The difference is the parameter "0" in each command. Most window
managers will honor either window title or icon title. Some will make
a distinction and allow you to set just the icon title. You can tell
xterm to ask for this with a different parameter in the control
sequence:
printf '\033]1;Hello world!\033\' <- The most portable apporach, with the
printf '\033]1;Hello world!\007' <- parameter "1" - asks if the WM allows
printf '\033]1;%s\033\' "Hello world!" <- WM allows setting only the icon title.
printf '\033]1;%s\007' "Hello world!" <- (Four different ways to do it.)
NOTE:
This can be useful even if you don’t use some window decorations (e.g.: no titlebars) in your window manager. For example, in my current setup with twm(1)
where I enabled the NoTitle
variable in the ~/.twmrc
, I still find it useful to sometimes set the window title for some xterm windows as that makes their title visible in TWM’s Icon Manager and that way helps with identifying which server I’m working on.
xterm(1)
Fonts should be fixed width and, if both normal and bold are specified, should have the same size. If only a normal font is specified, it will be used for both normal and bold text (by doing overstriking).

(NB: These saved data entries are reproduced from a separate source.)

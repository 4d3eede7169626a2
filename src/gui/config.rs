use crate::Rule;
use eframe::egui::Color32;

pub struct Config;

impl Config {
    /// Logical field area in pixels, split into fixed-size cells.
    pub const FIELD_WIDTH_PX: usize = 800;
    pub const FIELD_HEIGHT_PX: usize = 600;
    pub const CELL_WIDTH_PX: usize = 10;
    pub const CELL_HEIGHT_PX: usize = 10;

    pub const COLUMNS: usize = Self::FIELD_WIDTH_PX / Self::CELL_WIDTH_PX;
    pub const ROWS: usize = Self::FIELD_HEIGHT_PX / Self::CELL_HEIGHT_PX;

    pub const RULE: Rule = Rule::LIFE;
    pub const FILL_RATE: f64 = 0.5;

    pub const MAX_FPS: f64 = 60.;

    pub const FRAME_MARGIN: f32 = 20.;
    pub const CONTROL_PANEL_WIDTH: f32 = 200.;
    pub const TEXT_SIZE: f32 = 16.;
    pub const TEXT_COLOR: Color32 = Color32::BLACK;
    pub const BUTTON_STROKE_WIDTH: f32 = 3.;
    pub const BUTTON_STROKE_COLOR: Color32 = Color32::DARK_GRAY;
    pub const BUTTON_FILL_COLOR: Color32 = Color32::LIGHT_GRAY;
}
use super::{Config, FpsLimiter};
use crate::{pixel_to_cell, Error, LifeField};
use eframe::egui::{
    CentralPanel, Color32, ColorImage, Context, Frame, Key, Margin, Rect, TextureHandle,
    TextureOptions,
};

pub struct App {
    pub(super) field: LifeField,         // The automaton being simulated.
    pub(super) is_paused: bool,          // Flag indicating whether the simulation is paused.
    pub(super) do_one_step: bool,        // Do one step and pause.
    pub(super) generation: u64,          // Current generation number.
    pub(super) texture: TextureHandle,   // Texture handle of the field.
    pub(super) field_rect: Option<Rect>, // Part of the window displaying the field.
    pub(super) fps_limiter: FpsLimiter,  // Limits the frame rate to a certain value.
}

impl App {
    pub fn new(ctx: &Context) -> Result<Self, Error> {
        let field = LifeField::random(
            Config::COLUMNS,
            Config::ROWS,
            Config::RULE,
            None,
            Config::FILL_RATE,
        )?;
        Ok(Self {
            field,
            is_paused: false,
            do_one_step: false,
            generation: 0,
            texture: ctx.load_texture("life field", ColorImage::default(), TextureOptions::default()),
            field_rect: None,
            fps_limiter: FpsLimiter::default(),
        })
    }

    pub(super) fn randomize_field(&mut self) {
        if let Err(err) = self.field.randomize(None, Config::FILL_RATE) {
            log::error!("failed to randomize the field: {err}");
        }
        self.generation = 0;
    }

    pub(super) fn clear_field(&mut self) {
        let (w, h) = self.field.size();
        for y in 0..h {
            for x in 0..w {
                self.field.set(x, y, false);
            }
        }
        self.generation = 0;
    }

    fn update_field(&mut self) {
        if self.is_paused && !self.do_one_step {
            return;
        }
        self.field.step();
        self.generation += 1;
        self.do_one_step = false;
    }

    fn handle_input(&mut self, ctx: &Context, field_rect: Rect) {
        ctx.input(|input| {
            if input.pointer.primary_pressed() {
                if let Some(pos) = input.pointer.latest_pos() {
                    if field_rect.contains(pos) {
                        let px = (pos.x - field_rect.left()) as i64;
                        let py = (pos.y - field_rect.top()) as i64;
                        let (col, row) =
                            pixel_to_cell(px, py, Config::CELL_WIDTH_PX, Config::CELL_HEIGHT_PX);
                        self.toggle_at(col, row);
                    }
                }
            }
            if input.key_pressed(Key::Space) {
                self.do_one_step = true;
            }
            if input.key_pressed(Key::P) {
                self.is_paused = !self.is_paused;
            }
        });
    }

    fn toggle_at(&mut self, col: i64, row: i64) {
        match (usize::try_from(col), usize::try_from(row)) {
            (Ok(x), Ok(y)) => {
                if let Err(err) = self.field.toggle(x, y) {
                    log::debug!("ignoring click: {err}");
                }
            }
            _ => log::debug!("ignoring click at cell ({col}, {row}) outside the field"),
        }
    }
}

impl eframe::App for App {
    fn update(&mut self, ctx: &Context, _frame: &mut eframe::Frame) {
        // full-window panel
        CentralPanel::default()
            .frame(
                Frame::default()
                    .inner_margin(Margin::same(Config::FRAME_MARGIN))
                    .fill(Color32::LIGHT_GRAY),
            )
            .show(ctx, |ui| {
                ctx.request_repaint();

                if let Some(field_rect) = self.field_rect {
                    self.handle_input(ctx, field_rect);
                }

                self.draw(ui);

                self.update_field();
            });

        self.fps_limiter.delay();
    }
}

The -e option, if given, must appear at the end of the command line, otherwise the user’s default shell will be started.
Options that start with a plus sign (+) restore the default.
sed(1)
OS: CentOS Linux 7, Shell: bash
$ grep -n ttyS0 /etc/securetty
24:ttyS0
$ sed -n '/ttyS0/p' /etc/securetty
ttyS0
$ sed -n '/ttyS0/=' /etc/securetty
24
Perl
OS: CentOS Linux 5, Shell: bash
You need to prepend the currency symbol (a.k.a. dollar sign) with a backslash (\) in a heredoc.
$ cat << EOF >> perl1.pl
#!/usr/bin/env perl
use strict;
use Getopt::Long;
use File::Basename;
my \$arguments=join(',',@ARGV);
print "\$arguments\n";
EOF
# chmod 0744 perl1.pl
$ ./perl1.pl testArg1 testArg2
testArg1,testArg2
How to Get Physical Block Size in Linux?
# blockdev --getbsz /dev/sda
4096
If filesystem is XFS (property: bsize):
# df -hT
Filesystem Type Size Used Avail Use% Mounted on
devtmpfs devtmpfs 908M 0 908M 0% /dev
tmpfs tmpfs 919M 0 919M 0% /dev/shm
tmpfs tmpfs 919M 8.5M 911M 1% /run
tmpfs tmpfs 919M 0 919M 0% /sys/fs/cgroup
/dev/mapper/centos-root xfs 3.5G 1.3G 2.3G 36% /
/dev/sda1 xfs 1014M 150M 865M 15% /boot
tmpfs tmpfs 184M 0 184M 0% /run/user/0
# xfs_info /dev/mapper/centos-root
meta-data=/dev/mapper/centos-root isize=512 agcount=4, agsize=229120 blks
= sectsz=4096 attr=2, projid32bit=1
= crc=1 finobt=0 spinodes=0
data = bsize=4096 blocks=916480, imaxpct=25
= sunit=0 swidth=0 blks
naming =version 2 bsize=4096 ascii-ci=0 ftype=1
log =internal bsize=4096 blocks=2560, version=2
= sectsz=4096 sunit=1 blks, lazy-count=1
realtime =none extsz=4096 blocks=0, rtextents=0
# xfs_info /dev/mapper/centos-root | grep bsize
data = bsize=4096 blocks=916480, imaxpct=25
naming =version 2 bsize=4096 ascii-ci=0 ftype=1
log =internal bsize=4096 blocks=2560, version=2
# xfs_info /boot | grep bsize
data = bsize=4096 blocks=262144, imaxpct=25
naming =version 2 bsize=4096 ascii-ci=0 ftype=1
log =internal bsize=4096 blocks=2560, version=2
Running Commands on a Remote Machine with ssh(1)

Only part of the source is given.